Face detection is one of the most classic problems in computer vision. It can be widely used in many areas, such as face recognition [1], people counting [2,3], eye movement tracking [4], etc. Many approaches for face detection have been proposed. Some approaches use channel feature-based methods [5,6] that are able to encode each image channel as rich information in a simple form such as gradient magnitude and oriented gradient histograms. Some approaches consider faces as a combination of facial parts and convert the face detection problem as the part detection problem [7,8].

Some other approaches use a cascade of classifiers for face detection. In many circumstances, a cascade framework is preferable for face detection because it can utilize a set of weak classifiers to improve accuracy, and it can sometimes reject negative samples in the early stage to improve efficiency. For example, the Viola–Jones face detector adopts simple Haar-like features, allowing fast evaluation, and it uses boosted cascade to construct an ensemble of the simple features to achieve an accurate face detector [9]. After that, a cascade structure became a popular and effective framework for practical face detection. Many improvements have been made based on the Viola–Jones face detector during the past few years, and most of them adopt more complex features to improve the detection performance [10,11,12].

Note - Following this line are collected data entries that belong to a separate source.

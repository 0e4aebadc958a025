//! Dependency graph over registry items.
//!
//! The resolver produces installation order on its own; this graph is the
//! whole-catalog view used by `kitpm tree` for rendering and by `kitpm remove`
//! to find installed items that still depend on the one being removed.

use petgraph::Direction;
use petgraph::graph::{DiGraph, NodeIndex};
use std::collections::{HashMap, HashSet, VecDeque};

use crate::registry::RegistryEntry;

/// Directed graph of item names; an edge `a -> b` means `a` depends on `b`.
pub struct DependencyGraph {
    graph: DiGraph<String, ()>,
    node_map: HashMap<String, NodeIndex>,
    /// Names that appear only as dependencies, never as entries.
    dangling: HashSet<String>,
}

impl DependencyGraph {
    /// Create a new empty dependency graph.
    pub fn new() -> Self {
        Self {
            graph: DiGraph::new(),
            node_map: HashMap::new(),
            dangling: HashSet::new(),
        }
    }

    /// Build a graph from registry entries, in entry order.
    ///
    /// Dependencies that name no entry still become nodes and are reported as
    /// missing by [`to_tree_string`](Self::to_tree_string).
    pub fn from_entries<'a>(entries: impl IntoIterator<Item = &'a RegistryEntry>) -> Self {
        let mut graph = Self::new();
        let mut known = HashSet::new();

        for entry in entries {
            known.insert(entry.name.clone());
            graph.ensure_node(&entry.name);
            for dependency in &entry.dependencies {
                graph.add_dependency(&entry.name, dependency);
            }
        }

        graph.dangling =
            graph.node_map.keys().filter(|name| !known.contains(*name)).cloned().collect();
        graph
    }

    fn ensure_node(&mut self, name: &str) -> NodeIndex {
        if let Some(&index) = self.node_map.get(name) {
            index
        } else {
            let index = self.graph.add_node(name.to_string());
            self.node_map.insert(name.to_string(), index);
            index
        }
    }

    /// Record that `from` depends on `to`.
    pub fn add_dependency(&mut self, from: &str, to: &str) {
        let from_idx = self.ensure_node(from);
        let to_idx = self.ensure_node(to);

        if !self.graph.contains_edge(from_idx, to_idx) {
            self.graph.add_edge(from_idx, to_idx, ());
        }
    }

    /// Everything `name` depends on, directly or indirectly.
    pub fn get_transitive_deps(&self, name: &str) -> HashSet<String> {
        self.walk(name, Direction::Outgoing)
    }

    /// Everything that depends on `name`, directly or indirectly.
    pub fn get_transitive_dependents(&self, name: &str) -> HashSet<String> {
        self.walk(name, Direction::Incoming)
    }

    fn walk(&self, name: &str, direction: Direction) -> HashSet<String> {
        let mut seen = HashSet::new();
        let mut queue = VecDeque::new();

        if let Some(&start) = self.node_map.get(name) {
            queue.push_back(start);
            while let Some(current) = queue.pop_front() {
                for neighbor in self.graph.neighbors_directed(current, direction) {
                    if seen.insert(self.graph[neighbor].clone()) {
                        queue.push_back(neighbor);
                    }
                }
            }
        }

        seen
    }

    /// Direct dependencies of `name`, in declared order.
    pub fn get_direct_deps(&self, name: &str) -> Vec<String> {
        let Some(&idx) = self.node_map.get(name) else {
            return Vec::new();
        };
        // petgraph yields neighbors most-recent-edge first
        let mut deps: Vec<String> =
            self.graph.neighbors(idx).map(|n| self.graph[n].clone()).collect();
        deps.reverse();
        deps
    }

    /// Whether `name` is a node of this graph.
    pub fn contains(&self, name: &str) -> bool {
        self.node_map.contains_key(name)
    }

    /// Render the dependency tree below `root`.
    ///
    /// ```text
    /// └── modal
    ///     ├── button
    ///     └── shared/utils (missing)
    /// ```
    pub fn to_tree_string(&self, root: &str) -> String {
        let mut result = String::new();
        let mut path = Vec::new();
        self.build_tree_string(root, &mut result, "", true, &mut path);
        result
    }

    fn build_tree_string(
        &self,
        name: &str,
        result: &mut String,
        prefix: &str,
        is_last: bool,
        path: &mut Vec<String>,
    ) {
        let connector = if is_last {
            "└── "
        } else {
            "├── "
        };
        let marker = if self.dangling.contains(name) {
            " (missing)"
        } else {
            ""
        };
        result.push_str(&format!("{prefix}{connector}{name}{marker}\n"));

        let child_prefix = if is_last {
            format!("{prefix}    ")
        } else {
            format!("{prefix}│   ")
        };

        if path.iter().any(|ancestor| ancestor == name) {
            result.push_str(&format!("{child_prefix}└── (circular reference)\n"));
            return;
        }

        path.push(name.to_string());
        let deps = self.get_direct_deps(name);
        for (i, dep) in deps.iter().enumerate() {
            self.build_tree_string(dep, result, &child_prefix, i == deps.len() - 1, path);
        }
        path.pop();
    }
}

impl Default for DependencyGraph {
    fn default() -> Self {
        Self::new()
    }
}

However, if we apply the aforementioned face detection algorithms to images captured from surveillance cameras for large and crowded places, these algorithms could have very poor performance. This is because these face detection algorithms are designed for relatively large faces in high resolution images, which is not possible for large area surveillance due to hardware and bandwidth costs. For large scene surveillance, surveillance cameras are generally installed at relatively high positions in order to obtain a large field of view, and thus far from the faces. Therefore, the captured faces are mostly at a small scale. In addition, the facial details in this situation are not clear and are heavily affected by background and illumination.

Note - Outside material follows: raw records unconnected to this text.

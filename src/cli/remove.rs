//! Uninstall items.
//!
//! ```bash
//! kitpm remove modal
//! kitpm remove modal --force   # also delete files edited since install
//! ```
//!
//! Only files whose content still matches the checksum recorded at install are
//! deleted; edited files stay unless `--force` is given. The ledger entry is
//! always removed.

use anyhow::Result;
use clap::Args;
use colored::Colorize;
use std::collections::HashSet;
use tracing::debug;

use super::common::{CommandContext, canonical_names};
use crate::core::KitpmError;
use crate::ledger::Ledger;
use crate::ledger::checksum::verify_checksum;
use crate::resolver::DependencyGraph;
use crate::utils::ProjectLock;
use crate::workspace::{FsWorkspace, Workspace};

/// Remove items from the project.
#[derive(Args, Debug, Clone)]
pub struct RemoveCommand {
    #[arg(required = true, value_name = "ITEM")]
    pub items: Vec<String>,

    /// Delete files even if they were edited
    #[arg(short, long)]
    pub force: bool,

    /// Show what would be removed without changing anything
    #[arg(long)]
    pub dry_run: bool,
}

impl RemoveCommand {
    pub async fn execute(self, ctx: &CommandContext) -> Result<()> {
        let names = canonical_names(&self.items)?;
        let _lock = ProjectLock::acquire_with_timeout(&ctx.project_dir, "project", ctx.config.lock_timeout())
            .await?;
        let mut ledger = ctx.require_ledger()?;

        if let Some(name) = names.iter().find(|name| !ledger.is_installed(name)) {
            return Err(KitpmError::NotInstalled {
                name: name.clone(),
            }
            .into());
        }

        self.warn_about_dependents(ctx, &ledger, &names).await;

        let workspace = FsWorkspace::new(&ctx.project_dir).with_dry_run(self.dry_run);
        for name in &names {
            let Some(entry) = ledger.remove_entry(name) else {
                continue;
            };

            let mut kept = Vec::new();
            for recorded in &entry.checksums {
                let Some(local) = workspace.read(&recorded.path)? else {
                    continue;
                };
                if self.force || (!entry.modified && verify_checksum(&local, &recorded.checksum)) {
                    workspace.remove(&recorded.path)?;
                    debug!("Removed {}", recorded.path);
                } else {
                    kept.push(recorded.path.as_str());
                }
            }

            println!("{} Removed {}", "✓".green(), name.bold());
            for path in kept {
                println!("    {} {} (edited locally, use --force to delete)", "kept".yellow(), path);
            }
        }

        if !self.dry_run {
            ctx.store.save(&ledger)?;
        }
        Ok(())
    }

    /// Warn when installed items that stay depend on the ones being removed.
    ///
    /// Needs the registry index; when it cannot be fetched the check is skipped.
    async fn warn_about_dependents(&self, ctx: &CommandContext, ledger: &Ledger, names: &[String]) {
        let Ok(service) = ctx.fetch_service(ledger) else {
            return;
        };
        let registry = match service.fetch_index(&ledger.git_ref).await {
            Ok(registry) => registry,
            Err(e) => {
                debug!("Skipping dependent check: {}", e);
                return;
            }
        };

        let graph = DependencyGraph::from_entries(registry.entries());
        let removing: HashSet<&str> = names.iter().map(String::as_str).collect();

        for name in names {
            let mut dependents: Vec<String> = graph
                .get_transitive_dependents(name)
                .into_iter()
                .filter(|dependent| ledger.is_installed(dependent) && !removing.contains(dependent.as_str()))
                .collect();
            if dependents.is_empty() {
                continue;
            }
            dependents.sort();
            println!(
                "{} {} is still used by {}",
                "warning:".yellow().bold(),
                name,
                dependents.join(", ")
            );
        }
    }
}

Therefore, in this work, we focus on improving neural network cascade for large scene surveillance and tackle it by designing a novel multi-scale cascade that is able to exploit head-shoulder information. It can be useful in many applications. For example, recently, public safety has attracted more and more attention. Many violent incidents and terrorist attacks happened in a number of countries. Among those, a large amount of deaths and injuries mostly occurred in large and crowded places, such as squares, stations, stadiums, theaters, etc. If we could accurately detect faces for individuals in these areas, we would be able to direct high resolution face recognition cameras with telephoto lenses to take pictures of each face of interest exactly. This can help us identify suspicious criminals or terrorists in advance, and consequently improve public safety. Face detection for large scene surveillance can also help in other tasks, for example estimating people densities.

2. Related Work

Many face detection approaches have been proposed over the past decades [13,14]. A recent study shows that the convolutional neural network (CNN)-based [15] deep learning algorithms have achieved great success in many computer vision areas, such as object classification [16], object segmentation [17,18,19], as well as face detection. This is because the traditional hand-crafted features, like SIFT [20], HoGs [21], LBPs [22,23,24] and ICF [5,25,26], are not descriptive enough for face detection in practice, but CNNs can automatically learn features to capture complex visual variations by leveraging a large amount of training data.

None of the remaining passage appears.